__WHAT NEEDS TO BE DONE__:
Answer with a number only: how many lines of the entries below contain the word "InvalidToken"?

╭──

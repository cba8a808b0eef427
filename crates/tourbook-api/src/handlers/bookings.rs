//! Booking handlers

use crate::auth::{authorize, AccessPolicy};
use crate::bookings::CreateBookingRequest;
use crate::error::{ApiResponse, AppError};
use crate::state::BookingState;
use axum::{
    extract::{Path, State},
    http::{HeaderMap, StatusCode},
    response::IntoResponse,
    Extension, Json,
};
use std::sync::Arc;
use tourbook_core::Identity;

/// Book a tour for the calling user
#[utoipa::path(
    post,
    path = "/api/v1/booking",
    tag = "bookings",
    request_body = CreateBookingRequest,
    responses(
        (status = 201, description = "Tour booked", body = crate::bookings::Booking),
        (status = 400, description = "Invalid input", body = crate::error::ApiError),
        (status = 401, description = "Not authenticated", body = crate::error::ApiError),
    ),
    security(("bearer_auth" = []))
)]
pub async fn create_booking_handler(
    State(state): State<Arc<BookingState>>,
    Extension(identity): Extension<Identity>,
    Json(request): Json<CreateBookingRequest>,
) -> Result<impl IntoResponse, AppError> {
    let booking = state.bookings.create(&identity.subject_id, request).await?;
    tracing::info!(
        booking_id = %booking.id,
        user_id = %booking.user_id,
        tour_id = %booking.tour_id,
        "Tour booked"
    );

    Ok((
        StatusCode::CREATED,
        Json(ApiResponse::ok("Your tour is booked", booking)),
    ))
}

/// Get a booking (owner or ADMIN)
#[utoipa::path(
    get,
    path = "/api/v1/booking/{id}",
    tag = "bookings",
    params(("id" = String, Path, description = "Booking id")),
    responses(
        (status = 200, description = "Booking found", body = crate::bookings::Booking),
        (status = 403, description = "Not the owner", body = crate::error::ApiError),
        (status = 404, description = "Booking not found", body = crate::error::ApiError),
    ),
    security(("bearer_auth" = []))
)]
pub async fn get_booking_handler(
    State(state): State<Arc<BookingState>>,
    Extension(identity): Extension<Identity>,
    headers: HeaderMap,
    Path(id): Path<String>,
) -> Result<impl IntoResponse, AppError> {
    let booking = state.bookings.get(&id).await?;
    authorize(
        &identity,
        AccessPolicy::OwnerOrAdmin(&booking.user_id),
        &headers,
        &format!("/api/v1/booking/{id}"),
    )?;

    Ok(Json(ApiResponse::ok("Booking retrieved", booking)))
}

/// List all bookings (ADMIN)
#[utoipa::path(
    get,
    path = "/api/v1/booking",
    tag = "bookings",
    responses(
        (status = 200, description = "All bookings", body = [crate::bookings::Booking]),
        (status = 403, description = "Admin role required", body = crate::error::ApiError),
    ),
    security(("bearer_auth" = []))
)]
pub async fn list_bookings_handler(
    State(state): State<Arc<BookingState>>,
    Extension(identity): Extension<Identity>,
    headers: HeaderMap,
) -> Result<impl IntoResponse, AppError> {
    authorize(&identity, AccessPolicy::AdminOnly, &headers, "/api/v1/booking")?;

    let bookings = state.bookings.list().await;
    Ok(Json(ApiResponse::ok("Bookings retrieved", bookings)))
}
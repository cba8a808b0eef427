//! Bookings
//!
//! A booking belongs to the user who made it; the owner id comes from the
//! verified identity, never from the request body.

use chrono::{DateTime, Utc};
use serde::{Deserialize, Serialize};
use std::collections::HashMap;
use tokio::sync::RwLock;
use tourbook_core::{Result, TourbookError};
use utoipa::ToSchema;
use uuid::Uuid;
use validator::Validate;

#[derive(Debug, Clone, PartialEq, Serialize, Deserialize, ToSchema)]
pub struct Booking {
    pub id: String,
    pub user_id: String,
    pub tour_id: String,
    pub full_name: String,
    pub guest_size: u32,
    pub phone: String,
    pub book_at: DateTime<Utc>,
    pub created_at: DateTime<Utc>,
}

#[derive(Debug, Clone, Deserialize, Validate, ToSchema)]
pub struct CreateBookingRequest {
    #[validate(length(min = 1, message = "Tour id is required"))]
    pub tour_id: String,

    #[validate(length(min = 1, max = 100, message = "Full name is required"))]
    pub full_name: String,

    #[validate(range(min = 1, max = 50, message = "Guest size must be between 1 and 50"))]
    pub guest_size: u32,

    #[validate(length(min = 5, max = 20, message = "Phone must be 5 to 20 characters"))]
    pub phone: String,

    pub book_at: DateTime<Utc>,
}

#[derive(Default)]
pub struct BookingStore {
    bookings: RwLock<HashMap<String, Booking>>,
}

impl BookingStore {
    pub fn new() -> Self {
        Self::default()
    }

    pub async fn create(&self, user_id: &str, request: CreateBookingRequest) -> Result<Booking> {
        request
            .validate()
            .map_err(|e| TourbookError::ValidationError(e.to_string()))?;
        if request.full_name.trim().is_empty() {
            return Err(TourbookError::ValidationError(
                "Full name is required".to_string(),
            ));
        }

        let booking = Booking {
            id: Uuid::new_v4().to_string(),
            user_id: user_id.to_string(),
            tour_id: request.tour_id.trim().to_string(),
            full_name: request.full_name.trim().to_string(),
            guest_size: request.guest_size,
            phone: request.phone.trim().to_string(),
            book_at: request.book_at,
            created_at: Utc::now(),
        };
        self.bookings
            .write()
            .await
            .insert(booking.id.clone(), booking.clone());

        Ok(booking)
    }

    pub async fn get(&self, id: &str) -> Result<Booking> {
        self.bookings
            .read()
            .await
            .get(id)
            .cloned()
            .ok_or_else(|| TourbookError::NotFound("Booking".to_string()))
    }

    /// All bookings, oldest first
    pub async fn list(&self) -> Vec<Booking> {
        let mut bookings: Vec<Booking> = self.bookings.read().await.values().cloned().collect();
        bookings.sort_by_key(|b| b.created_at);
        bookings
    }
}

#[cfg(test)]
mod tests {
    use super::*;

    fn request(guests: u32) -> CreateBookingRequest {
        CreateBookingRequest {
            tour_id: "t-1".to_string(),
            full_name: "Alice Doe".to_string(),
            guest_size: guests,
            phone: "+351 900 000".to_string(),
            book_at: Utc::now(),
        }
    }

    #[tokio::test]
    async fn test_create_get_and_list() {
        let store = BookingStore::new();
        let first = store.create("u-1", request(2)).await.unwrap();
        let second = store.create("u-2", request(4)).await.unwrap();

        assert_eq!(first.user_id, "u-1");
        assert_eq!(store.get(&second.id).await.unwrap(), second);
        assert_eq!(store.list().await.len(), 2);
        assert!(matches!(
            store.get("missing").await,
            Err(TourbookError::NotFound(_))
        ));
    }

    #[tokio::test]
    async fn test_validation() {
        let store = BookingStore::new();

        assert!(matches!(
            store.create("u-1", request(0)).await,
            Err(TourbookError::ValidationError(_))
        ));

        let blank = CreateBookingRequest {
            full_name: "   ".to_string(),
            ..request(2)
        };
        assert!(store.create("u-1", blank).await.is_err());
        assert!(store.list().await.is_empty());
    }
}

╰──
╭──

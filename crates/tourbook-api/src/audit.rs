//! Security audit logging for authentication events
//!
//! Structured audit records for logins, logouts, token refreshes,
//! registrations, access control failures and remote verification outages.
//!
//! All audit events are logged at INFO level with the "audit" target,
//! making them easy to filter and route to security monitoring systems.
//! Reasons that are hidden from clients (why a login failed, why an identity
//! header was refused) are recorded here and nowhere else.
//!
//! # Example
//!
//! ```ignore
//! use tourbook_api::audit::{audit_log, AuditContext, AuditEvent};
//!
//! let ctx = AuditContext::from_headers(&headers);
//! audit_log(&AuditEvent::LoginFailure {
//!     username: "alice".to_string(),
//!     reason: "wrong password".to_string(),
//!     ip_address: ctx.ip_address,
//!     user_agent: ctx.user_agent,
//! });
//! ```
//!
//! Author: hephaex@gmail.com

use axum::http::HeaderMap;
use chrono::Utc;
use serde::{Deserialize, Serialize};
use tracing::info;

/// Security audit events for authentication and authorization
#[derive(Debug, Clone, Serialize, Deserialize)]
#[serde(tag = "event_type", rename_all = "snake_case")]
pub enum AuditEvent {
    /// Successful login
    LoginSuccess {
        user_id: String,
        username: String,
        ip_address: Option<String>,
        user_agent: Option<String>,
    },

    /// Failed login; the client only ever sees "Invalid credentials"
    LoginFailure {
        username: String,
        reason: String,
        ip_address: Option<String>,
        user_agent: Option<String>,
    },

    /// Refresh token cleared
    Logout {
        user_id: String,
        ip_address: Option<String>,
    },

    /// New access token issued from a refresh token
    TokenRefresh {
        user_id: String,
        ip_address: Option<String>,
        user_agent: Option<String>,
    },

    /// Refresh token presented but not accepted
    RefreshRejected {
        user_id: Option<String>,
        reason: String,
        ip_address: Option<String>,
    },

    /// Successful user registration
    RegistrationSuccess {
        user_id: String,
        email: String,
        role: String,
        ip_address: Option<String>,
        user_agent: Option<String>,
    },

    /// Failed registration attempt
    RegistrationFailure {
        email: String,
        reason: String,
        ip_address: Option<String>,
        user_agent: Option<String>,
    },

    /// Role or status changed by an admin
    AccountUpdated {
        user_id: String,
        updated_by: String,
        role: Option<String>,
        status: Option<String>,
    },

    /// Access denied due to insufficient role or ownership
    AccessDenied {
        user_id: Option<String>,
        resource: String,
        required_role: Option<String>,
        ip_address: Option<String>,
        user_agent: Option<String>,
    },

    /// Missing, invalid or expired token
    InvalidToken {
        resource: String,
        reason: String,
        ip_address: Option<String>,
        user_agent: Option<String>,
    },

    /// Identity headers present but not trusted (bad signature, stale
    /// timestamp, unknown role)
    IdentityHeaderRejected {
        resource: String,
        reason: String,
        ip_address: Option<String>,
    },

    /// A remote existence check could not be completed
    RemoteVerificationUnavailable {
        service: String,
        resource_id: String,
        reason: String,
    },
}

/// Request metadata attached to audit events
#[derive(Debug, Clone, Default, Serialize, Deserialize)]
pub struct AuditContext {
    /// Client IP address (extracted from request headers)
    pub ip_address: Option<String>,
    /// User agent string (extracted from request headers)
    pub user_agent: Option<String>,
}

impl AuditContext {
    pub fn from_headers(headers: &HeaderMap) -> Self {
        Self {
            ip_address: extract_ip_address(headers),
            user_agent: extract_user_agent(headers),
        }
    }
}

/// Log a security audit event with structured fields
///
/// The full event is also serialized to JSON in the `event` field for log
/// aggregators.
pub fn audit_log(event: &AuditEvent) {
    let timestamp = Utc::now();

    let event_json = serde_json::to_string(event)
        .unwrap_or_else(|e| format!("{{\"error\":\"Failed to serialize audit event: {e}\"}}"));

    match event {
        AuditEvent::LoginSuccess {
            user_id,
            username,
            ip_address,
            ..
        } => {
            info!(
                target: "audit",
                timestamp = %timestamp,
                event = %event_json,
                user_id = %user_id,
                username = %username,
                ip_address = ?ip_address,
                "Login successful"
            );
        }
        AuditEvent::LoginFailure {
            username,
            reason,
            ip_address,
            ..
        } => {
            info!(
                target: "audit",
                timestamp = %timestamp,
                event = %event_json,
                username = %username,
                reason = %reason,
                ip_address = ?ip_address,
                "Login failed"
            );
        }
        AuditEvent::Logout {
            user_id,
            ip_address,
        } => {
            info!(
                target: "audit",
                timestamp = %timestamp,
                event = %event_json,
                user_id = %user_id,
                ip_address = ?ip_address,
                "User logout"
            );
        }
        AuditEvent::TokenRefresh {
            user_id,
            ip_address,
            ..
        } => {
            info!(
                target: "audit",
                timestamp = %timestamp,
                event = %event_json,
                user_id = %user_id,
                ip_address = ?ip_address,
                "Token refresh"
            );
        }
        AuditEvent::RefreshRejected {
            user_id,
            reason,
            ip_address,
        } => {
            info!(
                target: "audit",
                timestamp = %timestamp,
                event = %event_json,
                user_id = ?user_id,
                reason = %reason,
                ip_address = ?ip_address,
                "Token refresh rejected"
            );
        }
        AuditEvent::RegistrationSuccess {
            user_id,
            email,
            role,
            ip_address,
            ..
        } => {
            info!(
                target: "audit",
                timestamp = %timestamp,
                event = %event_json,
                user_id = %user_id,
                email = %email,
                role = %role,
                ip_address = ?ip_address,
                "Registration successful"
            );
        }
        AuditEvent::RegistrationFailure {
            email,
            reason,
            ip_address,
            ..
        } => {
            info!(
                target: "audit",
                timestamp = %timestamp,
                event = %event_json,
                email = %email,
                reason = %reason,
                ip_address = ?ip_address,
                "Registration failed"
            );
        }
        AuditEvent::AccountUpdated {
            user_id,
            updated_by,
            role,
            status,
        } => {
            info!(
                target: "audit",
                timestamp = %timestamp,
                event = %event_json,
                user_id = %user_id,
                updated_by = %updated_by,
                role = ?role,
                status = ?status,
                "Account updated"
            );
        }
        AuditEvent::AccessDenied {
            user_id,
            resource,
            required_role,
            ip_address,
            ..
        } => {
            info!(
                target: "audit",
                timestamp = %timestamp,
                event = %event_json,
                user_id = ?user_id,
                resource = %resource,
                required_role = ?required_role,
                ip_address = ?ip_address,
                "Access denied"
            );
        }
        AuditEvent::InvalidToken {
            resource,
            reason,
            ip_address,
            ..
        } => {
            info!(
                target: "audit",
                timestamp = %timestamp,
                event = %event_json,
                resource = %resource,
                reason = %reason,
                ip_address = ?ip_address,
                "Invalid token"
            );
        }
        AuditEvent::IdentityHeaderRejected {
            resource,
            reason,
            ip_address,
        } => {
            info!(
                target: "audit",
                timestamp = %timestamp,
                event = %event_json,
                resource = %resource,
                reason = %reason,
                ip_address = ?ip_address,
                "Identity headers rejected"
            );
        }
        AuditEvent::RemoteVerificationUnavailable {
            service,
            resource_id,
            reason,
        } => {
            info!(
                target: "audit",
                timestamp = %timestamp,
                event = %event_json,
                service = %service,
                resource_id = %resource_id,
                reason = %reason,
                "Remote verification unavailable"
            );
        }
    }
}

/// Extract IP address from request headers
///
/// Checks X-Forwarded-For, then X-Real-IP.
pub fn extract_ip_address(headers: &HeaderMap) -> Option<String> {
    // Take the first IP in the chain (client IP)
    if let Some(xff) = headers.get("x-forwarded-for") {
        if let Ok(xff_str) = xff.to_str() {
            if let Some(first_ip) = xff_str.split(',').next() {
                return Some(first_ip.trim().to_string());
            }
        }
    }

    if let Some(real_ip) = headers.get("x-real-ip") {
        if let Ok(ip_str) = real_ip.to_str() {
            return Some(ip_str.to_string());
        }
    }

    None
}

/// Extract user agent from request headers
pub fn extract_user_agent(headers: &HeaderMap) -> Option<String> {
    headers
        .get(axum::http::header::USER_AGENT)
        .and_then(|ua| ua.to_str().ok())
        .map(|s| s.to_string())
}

╰──

__RESPONSE TO THIS TASK__:
2